Wednesday, March 11, 2009

Flats Happen; Got Spares?

I set a personal best last week. Unfortunately it wasn't a running achievement. I now have a new record for 'most flat tires in a single driving incident.' That record is two.

A fifty-percent deficiency is all relative. In airplane engines, it is a really bad thing. In kidneys, not too bad. In tires? The problem is you only have one spare, and it's miniature. What happens when two tires go out at once? If you don't have AAA or an equivalent, you end up driving on whatever tire is the least flat.

While TJ stood guard (you're pretty vulnerable when changing a spare, even if it is in a mall parking lot), I replaced the right rear tire, tossed the bad one in the trunk, and hoped the front right tire could take us home. It could.

The next day my neighborhood auto mechanic had one tire plugged and the other replaced by 10:30 AM. All-in-all, it could have been much worse. It reminded me that situations like this can happen at any time. You need a Plan B, or maybe even C.
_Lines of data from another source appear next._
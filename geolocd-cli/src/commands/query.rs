//! Query a running daemon over its socket.
//!
//! Each subcommand sends one request line and prints the replies as they
//! arrive. Streaming requests print `--count` replies and then disconnect,
//! which ends the subscription on the daemon side.

use std::path::{Path, PathBuf};

use clap::{Args, Subcommand};
use geolocd::config::{config_file_path, ConfigFile};
use geolocd::criteria::{AccuracyCriterion, PowerCriterion};
use geolocd::handler::HandlerType;
use geolocd::ipc::encode_request;
use geolocd::service::Request;
use serde_json::Value;
use tokio::io::{AsyncBufReadExt, AsyncWriteExt, BufReader};
use tokio::net::UnixStream;

use crate::error::CliError;

const REQUEST_ID: u64 = 1;

#[derive(Debug, Args)]
pub struct QueryArgs {
    /// Daemon socket (default: [daemon] socket from the config file)
    #[arg(long, global = true)]
    pub socket: Option<PathBuf>,

    #[command(subcommand)]
    pub command: QueryCommands,
}

#[derive(Debug, Subcommand)]
pub enum QueryCommands {
    /// Request a single fix
    Position {
        #[arg(long, default_value = "gps")]
        handler: HandlerType,
    },

    /// Print the last stored fix
    Last {
        #[arg(long, default_value = "gps")]
        handler: HandlerType,
    },

    /// Show handler state
    State {
        #[arg(long, default_value = "gps")]
        handler: HandlerType,
    },

    /// Stream fixes from one handler
    Track {
        #[arg(long, default_value = "gps")]
        handler: HandlerType,

        /// Number of fixes to print before disconnecting
        #[arg(long, default_value = "10")]
        count: usize,
    },

    /// Stream fixes chosen by accuracy and power
    Criteria {
        #[arg(long, default_value = "fine")]
        accuracy: AccuracyCriterion,

        #[arg(long, default_value = "high")]
        power: PowerCriterion,

        /// Minimum movement in meters between fixes
        #[arg(long)]
        min_distance: Option<f64>,

        /// Number of fixes to print before disconnecting
        #[arg(long, default_value = "10")]
        count: usize,
    },

    /// Stream GPS satellite reports
    Satellites {
        /// Number of reports to print before disconnecting
        #[arg(long, default_value = "5")]
        count: usize,
    },
}

impl QueryCommands {
    fn into_request(self) -> (Request, usize) {
        match self {
            QueryCommands::Position { handler } => (Request::GetCurrentPosition { handler }, 1),
            QueryCommands::Last { handler } => (Request::GetLastPosition { handler }, 1),
            QueryCommands::State { handler } => (Request::GetState { handler }, 1),
            QueryCommands::Track { handler, count } => (Request::StartTracking { handler }, count),
            QueryCommands::Criteria {
                accuracy,
                power,
                min_distance,
                count,
            } => (
                Request::StartTrackingCriteria {
                    accuracy,
                    power,
                    min_distance,
                    min_interval_ms: None,
                },
                count,
            ),
            QueryCommands::Satellites { count } => (Request::GetGpsSatelliteData, count),
        }
    }
}

pub fn run(args: QueryArgs) -> Result<(), CliError> {
    let socket = match args.socket {
        Some(socket) => socket,
        None => ConfigFile::load_from(&config_file_path())?.daemon.socket,
    };
    let (request, count) = args.command.into_request();

    let runtime = tokio::runtime::Builder::new_current_thread()
        .enable_all()
        .build()
        .map_err(CliError::Runtime)?;
    runtime.block_on(exchange(&socket, &request, count))
}

/// Send `request` and print up to `count` replies.
///
/// Stops early on an error reply or when the daemon closes the stream.
async fn exchange(socket: &Path, request: &Request, count: usize) -> Result<(), CliError> {
    let stream = UnixStream::connect(socket)
        .await
        .map_err(|error| CliError::Connect {
            path: socket.to_path_buf(),
            error,
        })?;
    let (read, mut write) = stream.into_split();

    let line = encode_request(Some(REQUEST_ID), request)
        .map_err(|e| CliError::Runtime(std::io::Error::other(e)))?;
    write.write_all(line.as_bytes()).await.map_err(CliError::Runtime)?;

    let mut lines = BufReader::new(read).lines();
    for _ in 0..count {
        let Some(line) = lines.next_line().await.map_err(CliError::Runtime)? else {
            break;
        };
        println!("{}", line);

        let reply: Value = serde_json::from_str(&line)
            .map_err(|e| CliError::Runtime(std::io::Error::other(e)))?;
        if reply["returnValue"] == Value::Bool(false) {
            return Err(CliError::Request {
                code: reply["errorCode"].as_i64().unwrap_or_default() as i32,
                text: reply["errorText"].as_str().unwrap_or_default().to_string(),
            });
        }
    }
    Ok(())
}

#[cfg(test)]
mod tests {
    use super::*;
    use std::sync::Arc;

    use geolocd::context::AppContext;
    use geolocd::ipc::IpcServer;
    use geolocd::service::LocationService;
    use tempfile::TempDir;
    use tokio_util::sync::CancellationToken;

    #[test]
    fn test_streaming_commands_use_count() {
        let (request, count) = QueryCommands::Track {
            handler: HandlerType::Wifi,
            count: 3,
        }
        .into_request();
        assert_eq!(
            request,
            Request::StartTracking {
                handler: HandlerType::Wifi
            }
        );
        assert_eq!(count, 3);

        let (_, count) = QueryCommands::State {
            handler: HandlerType::Gps,
        }
        .into_request();
        assert_eq!(count, 1);
    }

    #[tokio::test]
    async fn test_exchange_reports_error_reply() {
        let temp_dir = TempDir::new().unwrap();
        let path = temp_dir.path().join("geolocd.sock");

        let context = Arc::new(AppContext::builder().build());
        let service = Arc::new(LocationService::new(context));
        let server = IpcServer::new(&path, service);
        let listener = server.bind().await.unwrap();
        let shutdown = CancellationToken::new();
        let task = tokio::spawn(server.serve(listener, shutdown.clone()));

        let ok = exchange(
            &path,
            &Request::GetState {
                handler: HandlerType::Gps,
            },
            1,
        )
        .await;
        assert!(ok.is_ok());

        // No Wi-Fi source is loaded.
        let err = exchange(
            &path,
            &Request::GetCurrentPosition {
                handler: HandlerType::Wifi,
            },
            1,
        )
        .await;
        assert!(matches!(err, Err(CliError::Request { .. })));

        shutdown.cancel();
        task.await.unwrap().unwrap();
    }

    #[tokio::test]
    async fn test_exchange_without_daemon() {
        let temp_dir = TempDir::new().unwrap();
        let path = temp_dir.path().join("missing.sock");

        let err = exchange(&path, &Request::GetGpsSatelliteData, 1).await;
        assert!(matches!(err, Err(CliError::Connect { .. })));
    }
}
Like most runners, I've had the occasional race where the wheels just fell off. As you creep toward the finish, you wonder what went wrong. The most common problem is that you expected everything to go right. Running, like most things in life, requires constant adjustments.

The adjustments range from monitoring how you feel on race day or before a key workout, to changes you make as you age. You might make back off a little at the start of a race to let yourself work into your pace, or maybe you drop a day per week of running from your schedule so you can recover fully. You might add speedwork to jump-start your energy system, but subtract some mileage to keep your overall work level in check. The adjustments are constant, with unforgiving consequences if you try to simply stay the course. Hmm... somehow this veered into commentary about the economy.
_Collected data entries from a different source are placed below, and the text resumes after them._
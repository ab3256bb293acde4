//! Position handlers.
//!
//! A handler fronts one positioning source behind the [`PositionHandler`]
//! interface and owns its lifecycle:
//!
//! ```text
//! Idle ──start()──► Started ──get_position / start_tracking──► Busy(in-flight set)
//!  ▲                  │  ▲                                        │
//!  └─────stop()───────┘  └──────── fix delivered / disabled ──────┘
//! ```
//!
//! `stop()` is refused while anything is in flight, and a second request of
//! a kind that is already in flight is rejected rather than queued.
//!
//! Concrete handlers:
//!
//! - [`GpsHandler`] - GNSS receiver, satellite/NMEA streams, geofences, commands
//! - [`RadioHandler`] - One Wi-Fi, Cell or Hybrid source
//! - [`NetworkHandler`] - Composite over the radio sub-handlers
//! - [`LbsHandler`] - Geocoding through the web-service registry
//!
//! [`Handler`] selects among them by variant and [`HandlerTable`] maps every
//! [`HandlerType`] to the handler that serves it.

mod gps;
mod lbs;
mod lifecycle;
mod network;
mod radio;

use std::collections::HashMap;
use std::fmt;
use std::str::FromStr;
use std::sync::Arc;

use serde::{Deserialize, Serialize};
use tokio::sync::mpsc;

pub use gps::{GpsCommand, GpsHandler, GpsHandlerConfig};
pub use lbs::LbsHandler;
pub use network::NetworkHandler;
pub use radio::RadioHandler;

use crate::error::ErrorCode;
use crate::plugin::{GeofenceEvent, NmeaSentence};
use crate::position::{Accuracy, FixResult, Position, SatelliteData};
use crate::wsp::{GeocodeQuery, GeocodeSink};

/// Identity of a position source.
#[derive(Debug, Clone, Copy, PartialEq, Eq, Hash, PartialOrd, Ord, Serialize, Deserialize)]
#[serde(rename_all = "lowercase")]
pub enum HandlerType {
    Gps,
    Wifi,
    Cell,
    /// Google-backed hybrid network source.
    Hybrid,
    /// Network positioning without a specific radio; served by Hybrid.
    Network,
    Lbs,
}

impl HandlerType {
    pub const ALL: [HandlerType; 6] = [
        HandlerType::Gps,
        HandlerType::Wifi,
        HandlerType::Cell,
        HandlerType::Hybrid,
        HandlerType::Network,
        HandlerType::Lbs,
    ];

    /// Stable lowercase key, used for logging and the position store.
    pub fn key(self) -> &'static str {
        match self {
            Self::Gps => "gps",
            Self::Wifi => "wifi",
            Self::Cell => "cell",
            Self::Hybrid => "hybrid",
            Self::Network => "network",
            Self::Lbs => "lbs",
        }
    }

    /// Served by the network composite.
    pub fn is_network(self) -> bool {
        matches!(self, Self::Wifi | Self::Cell | Self::Hybrid | Self::Network)
    }
}

impl fmt::Display for HandlerType {
    fn fmt(&self, f: &mut fmt::Formatter<'_>) -> fmt::Result {
        f.write_str(self.key())
    }
}

impl FromStr for HandlerType {
    type Err = ErrorCode;

    fn from_str(s: &str) -> Result<Self, Self::Err> {
        Self::ALL
            .into_iter()
            .find(|h| h.key().eq_ignore_ascii_case(s.trim()))
            .ok_or(ErrorCode::WrongParameter)
    }
}

/// Kinds of asynchronous operation a handler can have outstanding.
#[derive(Debug, Clone, Copy, PartialEq, Eq, Hash, Serialize)]
#[serde(rename_all = "snake_case")]
pub enum Operation {
    GetPosition,
    StartTracking,
    SatelliteData,
    NmeaData,
}

impl Operation {
    pub const ALL: [Operation; 4] = [
        Operation::GetPosition,
        Operation::StartTracking,
        Operation::SatelliteData,
        Operation::NmeaData,
    ];

    fn bit(self) -> u8 {
        match self {
            Self::GetPosition => 1 << 0,
            Self::StartTracking => 1 << 1,
            Self::SatelliteData => 1 << 2,
            Self::NmeaData => 1 << 3,
        }
    }
}

/// Set of operations currently in flight. Each kind is present at most once.
#[derive(Clone, Copy, PartialEq, Eq, Default)]
pub struct InFlight(u8);

impl InFlight {
    pub fn contains(self, op: Operation) -> bool {
        self.0 & op.bit() != 0
    }

    /// Add `op`. Returns false if it was already present.
    pub fn insert(&mut self, op: Operation) -> bool {
        if self.contains(op) {
            return false;
        }
        self.0 |= op.bit();
        true
    }

    /// Remove `op`. Returns false if it was not present.
    pub fn remove(&mut self, op: Operation) -> bool {
        if !self.contains(op) {
            return false;
        }
        self.0 &= !op.bit();
        true
    }

    pub fn is_empty(self) -> bool {
        self.0 == 0
    }

    pub fn len(self) -> usize {
        self.0.count_ones() as usize
    }

    pub fn iter(self) -> impl Iterator<Item = Operation> {
        Operation::ALL.into_iter().filter(move |op| self.contains(*op))
    }
}

impl fmt::Debug for InFlight {
    fn fmt(&self, f: &mut fmt::Formatter<'_>) -> fmt::Result {
        f.debug_set().entries(self.iter()).finish()
    }
}

/// Observable lifecycle state of a handler.
#[derive(Debug, Clone, Copy, PartialEq, Eq)]
pub enum HandlerState {
    Idle,
    Started,
    Busy(InFlight),
}

impl fmt::Display for HandlerState {
    fn fmt(&self, f: &mut fmt::Formatter<'_>) -> fmt::Result {
        match self {
            Self::Idle => write!(f, "idle"),
            Self::Started => write!(f, "started"),
            Self::Busy(ops) => write!(f, "busy {:?}", ops),
        }
    }
}

/// A fix tagged with the handler that produced it.
#[derive(Debug, Clone, PartialEq)]
pub struct Fix {
    pub source: HandlerType,
    pub result: FixResult,
}

impl Fix {
    pub fn position(&self) -> Option<&Position> {
        self.result.as_ref().ok().map(|(p, _)| p)
    }
}

/// Receiver of fixes. Called from whatever thread the source reports on.
pub trait FixListener: Send + Sync {
    fn on_fix(&self, fix: Fix);
}

impl FixListener for mpsc::UnboundedSender<Fix> {
    fn on_fix(&self, fix: Fix) {
        if self.send(fix).is_err() {
            tracing::trace!("Fix receiver dropped");
        }
    }
}

pub type FixSink = Arc<dyn FixListener>;
pub type SatelliteSink = mpsc::UnboundedSender<SatelliteData>;
pub type NmeaSink = mpsc::UnboundedSender<NmeaSentence>;
pub type GeofenceSink = mpsc::UnboundedSender<GeofenceEvent>;

/// A [`FixSink`] feeding an unbounded channel.
pub fn fix_channel() -> (FixSink, mpsc::UnboundedReceiver<Fix>) {
    let (tx, rx) = mpsc::unbounded_channel();
    (Arc::new(tx), rx)
}

/// Common interface of every handler.
///
/// `handler` selects the sub-source on composites and is ignored elsewhere.
/// Passing `Some(sink)` enables an operation and `None` disables it;
/// disabling does not abort a platform request already issued, but any late
/// result is dropped.
pub trait PositionHandler: Send + Sync {
    fn kind(&self) -> HandlerType;

    /// Whether the underlying source exists.
    fn is_available(&self, handler: HandlerType) -> bool;

    fn state(&self, handler: HandlerType) -> HandlerState;

    /// Idempotent. Fails with `NotAvailable` when the source is absent.
    fn start(&self, handler: HandlerType) -> Result<(), ErrorCode>;

    /// Fails with `RequestInProgress` while anything is in flight.
    fn stop(&self, handler: HandlerType) -> Result<(), ErrorCode>;

    /// Request a single fix, delivered once on `sink`.
    fn get_position(&self, sink: Option<FixSink>, handler: HandlerType) -> Result<(), ErrorCode>;

    /// Deliver every fix on `sink` until disabled.
    fn start_tracking(&self, sink: Option<FixSink>, handler: HandlerType)
        -> Result<(), ErrorCode>;

    /// Most recent fix, from memory or the position store.
    fn get_last_position(&self, handler: HandlerType) -> FixResult;

    fn get_accuracy(&self, handler: HandlerType) -> Result<Accuracy, ErrorCode> {
        self.get_last_position(handler).map(|(_, accuracy)| accuracy)
    }

    fn get_satellite_data(&self, _sink: Option<SatelliteSink>) -> Result<(), ErrorCode> {
        Err(ErrorCode::NotApplicableToThisHandler)
    }

    fn get_nmea_data(&self, _sink: Option<NmeaSink>) -> Result<(), ErrorCode> {
        Err(ErrorCode::NotApplicableToThisHandler)
    }

    fn send_extra_command(&self, _command: &str) -> Result<(), ErrorCode> {
        Err(ErrorCode::NotApplicableToThisHandler)
    }

    fn get_geocode(&self, _query: GeocodeQuery, _sink: Option<GeocodeSink>) -> Result<(), ErrorCode> {
        Err(ErrorCode::NotApplicableToThisHandler)
    }

    fn get_reverse_geocode(
        &self,
        _position: Position,
        _sink: Option<GeocodeSink>,
    ) -> Result<(), ErrorCode> {
        Err(ErrorCode::NotApplicableToThisHandler)
    }
}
In ChiRunning we teach that you need to feel what is going on in your body in order to make changes to your form and posture. A constant process of sensing make the adjustments easier to make. We things are off, it is off because we are paying attention.
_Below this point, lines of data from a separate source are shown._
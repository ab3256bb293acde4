//! Logging setup for the daemon.
//!
//! - Writes to the configured log file (cleared on session start)
//! - Optionally mirrors to stdout
//! - Filter from `RUST_LOG`, else `info` (or `debug` when asked)

use std::fs;
use std::io;
use std::path::Path;
use tracing_appender::non_blocking::WorkerGuard;
use tracing_subscriber::layer::SubscriberExt;
use tracing_subscriber::util::SubscriberInitExt;
use tracing_subscriber::EnvFilter;

/// Guard that must be kept alive for the duration of logging.
///
/// Dropping this guard will flush and close the log file writer.
pub struct LoggingGuard {
    _file_guard: WorkerGuard,
}

/// Initialize logging.
///
/// Creates `log_dir` if needed, truncates `log_file` and installs the global
/// subscriber. Call once per process; library code never calls this.
///
/// # Errors
///
/// Returns error if the log directory cannot be created or the log file
/// cannot be cleared.
pub fn init_logging(
    log_dir: &Path,
    log_file: &str,
    stdout: bool,
    debug: bool,
) -> Result<LoggingGuard, io::Error> {
    let log_path = prepare_log_file(log_dir, log_file)?;

    let file_appender = tracing_appender::rolling::never(log_dir, log_file);
    let (non_blocking_file, file_guard) = tracing_appender::non_blocking(file_appender);

    let file_layer = tracing_subscriber::fmt::layer()
        .with_writer(non_blocking_file)
        .with_ansi(false)
        .with_target(true);

    let stdout_layer = stdout.then(|| {
        tracing_subscriber::fmt::layer()
            .with_writer(io::stdout)
            .with_ansi(true)
            .compact()
    });

    tracing_subscriber::registry()
        .with(env_filter(debug))
        .with(file_layer)
        .with(stdout_layer)
        .init();

    tracing::debug!(path = %log_path.display(), "Logging initialized");

    Ok(LoggingGuard {
        _file_guard: file_guard,
    })
}

/// `RUST_LOG` wins; otherwise `debug` for the daemon crates or `info`.
fn env_filter(debug: bool) -> EnvFilter {
    EnvFilter::try_from_default_env().unwrap_or_else(|_| {
        if debug {
            EnvFilter::new("info,geolocd=debug")
        } else {
            EnvFilter::new("info")
        }
    })
}

fn prepare_log_file(log_dir: &Path, log_file: &str) -> Result<std::path::PathBuf, io::Error> {
    fs::create_dir_all(log_dir)?;
    let log_path = log_dir.join(log_file);
    fs::write(&log_path, "")?;
    Ok(log_path)
}

#[cfg(test)]
mod tests {
    use super::*;
    use tempfile::TempDir;

    #[test]
    fn test_prepare_creates_nested_directory() {
        let temp_dir = TempDir::new().unwrap();
        let log_dir = temp_dir.path().join("deep").join("logs");

        let path = prepare_log_file(&log_dir, "geolocd.log").unwrap();

        assert!(log_dir.exists());
        assert_eq!(path, log_dir.join("geolocd.log"));
        assert_eq!(fs::read_to_string(&path).unwrap(), "");
    }

    #[test]
    fn test_prepare_clears_existing_file() {
        let temp_dir = TempDir::new().unwrap();
        let path = temp_dir.path().join("geolocd.log");
        fs::write(&path, "old log data").unwrap();

        prepare_log_file(temp_dir.path(), "geolocd.log").unwrap();

        assert_eq!(fs::read_to_string(&path).unwrap(), "");
    }

    #[test]
    fn test_prepare_fails_on_file_as_directory() {
        let temp_dir = TempDir::new().unwrap();
        let blocker = temp_dir.path().join("blocker");
        fs::write(&blocker, "").unwrap();

        assert!(prepare_log_file(&blocker, "geolocd.log").is_err());
    }

    #[test]
    fn test_guard_structure() {
        use tracing_appender::non_blocking::NonBlocking;

        let (non_blocking, guard) = NonBlocking::new(std::io::sink());
        drop(non_blocking);

        let _logging_guard = LoggingGuard { _file_guard: guard };
    }

    // The global subscriber can only be installed once per process, so
    // init_logging itself is exercised by the CLI rather than here.
}
//! Horizontal and vertical accuracy estimates.

use std::fmt;

use serde::{Deserialize, Serialize};

/// Discrete accuracy class, ordered from least to most precise.
#[derive(Debug, Clone, Copy, PartialEq, Eq, PartialOrd, Ord, Hash, Default, Serialize, Deserialize)]
#[serde(rename_all = "snake_case")]
pub enum AccuracyLevel {
    /// No accuracy information.
    #[default]
    None,
    Country,
    Region,
    Locality,
    PostalCode,
    Street,
    Detailed,
}

impl fmt::Display for AccuracyLevel {
    fn fmt(&self, f: &mut fmt::Formatter<'_>) -> fmt::Result {
        let s = match self {
            Self::None => "none",
            Self::Country => "country",
            Self::Region => "region",
            Self::Locality => "locality",
            Self::PostalCode => "postal_code",
            Self::Street => "street",
            Self::Detailed => "detailed",
        };
        f.write_str(s)
    }
}

/// Accuracy reported alongside every fix.
///
/// `horizontal` and `vertical` are error radii in meters. A `None` level with
/// both radii at zero means the fix succeeded but its accuracy is unknown.
#[derive(Debug, Clone, Copy, PartialEq, Default, Serialize, Deserialize)]
pub struct Accuracy {
    pub level: AccuracyLevel,
    pub horizontal: f64,
    pub vertical: f64,
}

impl Accuracy {
    /// Fix succeeded, accuracy unknown.
    pub const UNKNOWN: Self = Self {
        level: AccuracyLevel::None,
        horizontal: 0.0,
        vertical: 0.0,
    };

    pub fn new(level: AccuracyLevel, horizontal: f64, vertical: f64) -> Self {
        Self {
            level,
            horizontal,
            vertical,
        }
    }

    /// Detailed accuracy with the given horizontal radius, as GNSS fixes report.
    pub fn detailed(horizontal: f64, vertical: f64) -> Self {
        Self::new(AccuracyLevel::Detailed, horizontal, vertical)
    }

    #[inline]
    pub fn is_unknown(&self) -> bool {
        self.level == AccuracyLevel::None && self.horizontal == 0.0 && self.vertical == 0.0
    }
}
My mechanic told me there were nails in both tires. Since I don't live or work in a construction zone, I'm not sure sure where I picked-up those unwelcome travelers. You can't avoid every problem: sometimes you drive over nails. But you can adjust, and soon you'll be back on the road again. And with proper adjustments, you can keep driving, or running, for a long time.



Five ways to make adjustments:
  1. Check in regularly so you know what your baseline is.
  2. Make the check-in be comparative, not judgemental. "I feel bad," is not as helpful as "I feel tighter than yesterday."
  3. Don't make too many changes at once. No more than two per week.
  4. Learn to trust your gut. Don't let ego arguments carry the day.
  5. Set some boundaries. Healthy running does not involve limping!